Heart Transplantation as a Result of Pediatric Inflammatory Multisystem Syndrome in an Adolescent

Several reviews have shown that COVID-19 in children is a relatively mild disease. However, a rare complication affecting children and adolescents after COVID-19 has been identified. Pediatric inflammatory multisystem syndrome temporally associated with COVID-19 (PIMS-TS), which in some cases manifests itself as a hyperinflammatory syndrome with a multiorgan failure, may lead to death. We report a case of a 17-year-old patient who was admitted to the hospital with cardiogenic shock of unknown etiology. The disease was life-threatening, thus necessitating mechanical ventilation, circulatory support, and extracorporeal therapy due to renal and liver dysfunction. The patient tested negative for SARS-CoV-2 Reverse Transcription Polymerase Chain Reaction. Other infectious causes of illness were excluded.
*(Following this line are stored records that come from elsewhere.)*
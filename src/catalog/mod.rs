//! Catalog Service - cached product list with offline-first hydration
//!
//! The product list lives in an in-memory cell backed by the state store;
//! the network is only touched by `refresh` and `remove_product`. Startup
//! is hydrate-then-refresh: the cached copy renders immediately, a single
//! background fetch overwrites it when it lands.

pub mod source;

pub use source::{CatalogError, CatalogResult, CatalogSource, HttpCatalogSource};

use crate::cart::Cart;
use crate::models::Product;
use crate::tickets::storage::StateStore;
use parking_lot::RwLock;
use rust_decimal::Decimal;
use std::collections::BTreeMap;
use std::sync::atomic::{AtomicU64, Ordering};
use std::sync::Arc;

/// State key for the durable product list
const PRODUCTS_KEY: &str = "products";

pub struct CatalogService {
    store: StateStore,
    source: Arc<dyn CatalogSource>,
    cart: Arc<Cart>,
    products: RwLock<Vec<Product>>,
    /// Bumped by `invalidate`; a refresh that captured an older value
    /// discards its result instead of publishing stale data
    generation: AtomicU64,
}

impl CatalogService {
    pub fn new(store: StateStore, source: Arc<dyn CatalogSource>, cart: Arc<Cart>) -> Self {
        Self {
            store,
            source,
            cart,
            products: RwLock::new(Vec::new()),
            generation: AtomicU64::new(0),
        }
    }

    // ========== Hydration and refresh ==========

    /// Publish the durable product list into the in-memory cell
    ///
    /// Synchronous and offline: first run or a corrupt value hydrates
    /// empty, never an error.
    pub fn hydrate(&self) {
        let cached: Vec<Product> = match self.store.get_json(PRODUCTS_KEY) {
            Ok(products) => products.unwrap_or_default(),
            Err(e) => {
                tracing::warn!(error = %e, "Failed to hydrate catalog, starting empty");
                Vec::new()
            }
        };
        tracing::info!(products = cached.len(), "Catalog hydrated from local store");
        *self.products.write() = cached;
    }

    /// Single fetch against the source; overwrites memory and store in full
    ///
    /// Failures are logged and leave both copies untouched. A result that
    /// arrives after `invalidate` was called is dropped.
    pub async fn refresh(&self) {
        let generation = self.generation.load(Ordering::Acquire);

        let fetched = match self.source.fetch_all().await {
            Ok(products) => products,
            Err(e) => {
                tracing::warn!(error = %e, "Catalog refresh failed, keeping cached list");
                return;
            }
        };

        if self.generation.load(Ordering::Acquire) != generation {
            tracing::debug!("Discarding stale catalog refresh result");
            return;
        }

        if let Err(e) = self.store.put_json(PRODUCTS_KEY, &fetched) {
            tracing::warn!(error = %e, "Failed to persist refreshed catalog");
        }
        tracing::info!(products = fetched.len(), "Catalog refreshed from source");
        *self.products.write() = fetched;
    }

    /// Drop interest in any in-flight refresh
    pub fn invalidate(&self) {
        self.generation.fetch_add(1, Ordering::AcqRel);
    }

    // ========== Reads ==========

    pub fn products(&self) -> Vec<Product> {
        self.products.read().clone()
    }

    pub fn len(&self) -> usize {
        self.products.read().len()
    }

    pub fn is_empty(&self) -> bool {
        self.products.read().is_empty()
    }

    /// Products grouped by category, categories sorted by name and
    /// products within each sorted by display price ascending
    pub fn products_by_category(&self) -> Vec<(String, Vec<Product>)> {
        let products = self.products.read();
        let mut groups: BTreeMap<String, Vec<Product>> = BTreeMap::new();
        for product in products.iter() {
            groups
                .entry(product.category.clone())
                .or_default()
                .push(product.clone());
        }
        groups
            .into_iter()
            .map(|(category, mut items)| {
                items.sort_by(|a, b| a.display_price().cmp(&b.display_price()));
                (category, items)
            })
            .collect()
    }

    /// Case-insensitive substring match on product name
    pub fn search(&self, query: &str) -> Vec<Product> {
        let needle = query.to_lowercase();
        self.products
            .read()
            .iter()
            .filter(|p| p.name.to_lowercase().contains(&needle))
            .cloned()
            .collect()
    }

    pub async fn is_online(&self) -> bool {
        self.source.is_online().await
    }

    // ========== Removal ==========

    /// Delete a product at the source, then locally
    ///
    /// Local state (memory, store, matching cart lines) mutates only once
    /// the source confirms. On error nothing changes.
    pub async fn remove_product(&self, name: &str, price: Decimal) -> CatalogResult<()> {
        self.source.remove_one(name, price).await?;

        {
            let mut products = self.products.write();
            products.retain(|p| !(p.name == name && p.display_price() == Some(price)));
            self.store.put_json(PRODUCTS_KEY, &*products)?;
        }
        self.cart.remove_matching(name, price);

        tracing::info!(%name, %price, "Product removed from catalog");
        Ok(())
    }
}

#[cfg(test)]
mod tests {
    use super::*;
    use crate::models::Variant;
    use async_trait::async_trait;
    use parking_lot::Mutex;
    use tokio::sync::Notify;

    struct MockSource {
        products: Mutex<Vec<Product>>,
        fail: bool,
        gate: Option<Arc<Notify>>,
    }

    impl MockSource {
        fn with_products(products: Vec<Product>) -> Self {
            Self {
                products: Mutex::new(products),
                fail: false,
                gate: None,
            }
        }

        fn failing() -> Self {
            Self {
                products: Mutex::new(Vec::new()),
                fail: true,
                gate: None,
            }
        }
    }

    #[async_trait]
    impl CatalogSource for MockSource {
        async fn fetch_all(&self) -> CatalogResult<Vec<Product>> {
            if let Some(gate) = &self.gate {
                gate.notified().await;
            }
            if self.fail {
                return Err(CatalogError::Unavailable("mock source down".to_string()));
            }
            Ok(self.products.lock().clone())
        }

        async fn remove_one(&self, _name: &str, _price: Decimal) -> CatalogResult<()> {
            if self.fail {
                return Err(CatalogError::Unavailable("mock source down".to_string()));
            }
            Ok(())
        }

        async fn is_online(&self) -> bool {
            !self.fail
        }
    }

    fn margherita() -> Product {
        Product {
            id: "p1".into(),
            name: "Margherita".into(),
            category: "Veg Pizza".into(),
            price: Some(Decimal::from(200)),
            variants: vec![],
        }
    }

    fn cold_coffee() -> Product {
        Product {
            id: "p2".into(),
            name: "Cold Coffee".into(),
            category: "Beverages".into(),
            price: None,
            variants: vec![
                Variant {
                    size: "Small".into(),
                    price: Decimal::from(80),
                },
                Variant {
                    size: "Large".into(),
                    price: Decimal::from(120),
                },
            ],
        }
    }

    fn service_with(source: MockSource) -> (StateStore, Arc<Cart>, CatalogService) {
        let store = StateStore::open_in_memory().unwrap();
        let cart = Arc::new(Cart::new(store.clone()));
        let service = CatalogService::new(store.clone(), Arc::new(source), cart.clone());
        (store, cart, service)
    }

    #[test]
    fn test_hydrate_empty_on_first_run() {
        let (_store, _cart, service) = service_with(MockSource::with_products(vec![]));
        service.hydrate();
        assert!(service.is_empty());
    }

    #[test]
    fn test_hydrate_reads_durable_copy() {
        let (store, _cart, service) = service_with(MockSource::with_products(vec![]));
        store.put_json(PRODUCTS_KEY, &vec![margherita()]).unwrap();

        service.hydrate();
        assert_eq!(service.len(), 1);
        assert_eq!(service.products()[0].name, "Margherita");
    }

    #[tokio::test]
    async fn test_refresh_overwrites_memory_and_store() {
        let (store, _cart, service) =
            service_with(MockSource::with_products(vec![margherita(), cold_coffee()]));
        store.put_json(PRODUCTS_KEY, &vec![margherita()]).unwrap();
        service.hydrate();
        assert_eq!(service.len(), 1);

        service.refresh().await;
        assert_eq!(service.len(), 2);

        let durable: Option<Vec<Product>> = store.get_json(PRODUCTS_KEY).unwrap();
        assert_eq!(durable.unwrap().len(), 2);
    }

    #[tokio::test]
    async fn test_failed_refresh_keeps_cached_list() {
        let (store, _cart, service) = service_with(MockSource::failing());
        store.put_json(PRODUCTS_KEY, &vec![margherita()]).unwrap();
        service.hydrate();

        service.refresh().await;

        assert_eq!(service.len(), 1);
        let durable: Option<Vec<Product>> = store.get_json(PRODUCTS_KEY).unwrap();
        assert_eq!(durable.unwrap().len(), 1);
    }

    #[tokio::test]
    async fn test_invalidate_discards_in_flight_refresh() {
        let gate = Arc::new(Notify::new());
        let mut source = MockSource::with_products(vec![margherita()]);
        source.gate = Some(gate.clone());

        let store = StateStore::open_in_memory().unwrap();
        let cart = Arc::new(Cart::new(store.clone()));
        let service = Arc::new(CatalogService::new(store, Arc::new(source), cart));

        let in_flight = {
            let service = service.clone();
            tokio::spawn(async move { service.refresh().await })
        };
        tokio::task::yield_now().await;

        // Navigate away while the fetch is suspended
        service.invalidate();
        gate.notify_one();
        in_flight.await.unwrap();

        assert!(service.is_empty());
    }

    #[tokio::test]
    async fn test_remove_product_mutates_only_on_source_success() {
        let (_store, cart, service) = service_with(MockSource::failing());
        {
            *service.products.write() = vec![margherita()];
        }
        cart.add(&margherita());

        let result = service
            .remove_product("Margherita", Decimal::from(200))
            .await;

        assert!(result.is_err());
        assert_eq!(service.len(), 1);
        assert_eq!(cart.len(), 1);
    }

    #[tokio::test]
    async fn test_remove_product_drops_cart_lines_too() {
        let (store, cart, service) =
            service_with(MockSource::with_products(vec![margherita(), cold_coffee()]));
        service.refresh().await;
        cart.add(&margherita());

        service
            .remove_product("Margherita", Decimal::from(200))
            .await
            .unwrap();

        assert_eq!(service.len(), 1);
        assert!(cart.is_empty());
        let durable: Option<Vec<Product>> = store.get_json(PRODUCTS_KEY).unwrap();
        assert_eq!(durable.unwrap().len(), 1);
    }

    #[tokio::test]
    async fn test_products_by_category_sorted_by_price() {
        let cheap = Product {
            id: "p3".into(),
            name: "Garlic Bread".into(),
            category: "Veg Pizza".into(),
            price: Some(Decimal::from(90)),
            variants: vec![],
        };
        let (_store, _cart, service) =
            service_with(MockSource::with_products(vec![margherita(), cheap, cold_coffee()]));
        service.refresh().await;

        let grouped = service.products_by_category();
        assert_eq!(grouped.len(), 2);
        assert_eq!(grouped[0].0, "Beverages");
        assert_eq!(grouped[1].0, "Veg Pizza");
        let pizzas: Vec<&str> = grouped[1].1.iter().map(|p| p.name.as_str()).collect();
        assert_eq!(pizzas, vec!["Garlic Bread", "Margherita"]);
    }

    #[tokio::test]
    async fn test_search_is_case_insensitive() {
        let (_store, _cart, service) =
            service_with(MockSource::with_products(vec![margherita(), cold_coffee()]));
        service.refresh().await;

        let hits = service.search("cold");
        assert_eq!(hits.len(), 1);
        assert_eq!(hits[0].name, "Cold Coffee");
        assert!(service.search("xyz").is_empty());
    }
}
However, the patient had a positive IgG antibody test result and high levels of interleukin-6, which helped to diagnose PIMS-TS. Intravenous immunoglobulin and steroid therapies were initiated, unfortunately, with poor outcome. The patient's critical condition, particularly end-stage heart failure, led to mechanical circulatory support implantation and finally orthotopic heart transplantation. After the surgery, the patient's condition improved gradually. PIMS-TS manifests itself with different clinical images and as a state of varying severity, ultimately causing multiorgan dysfunction with shock resembling toxic shock syndrome. Ultimately, myocardial complications of PIMS-TS necessitated heart transplantation in the described patient.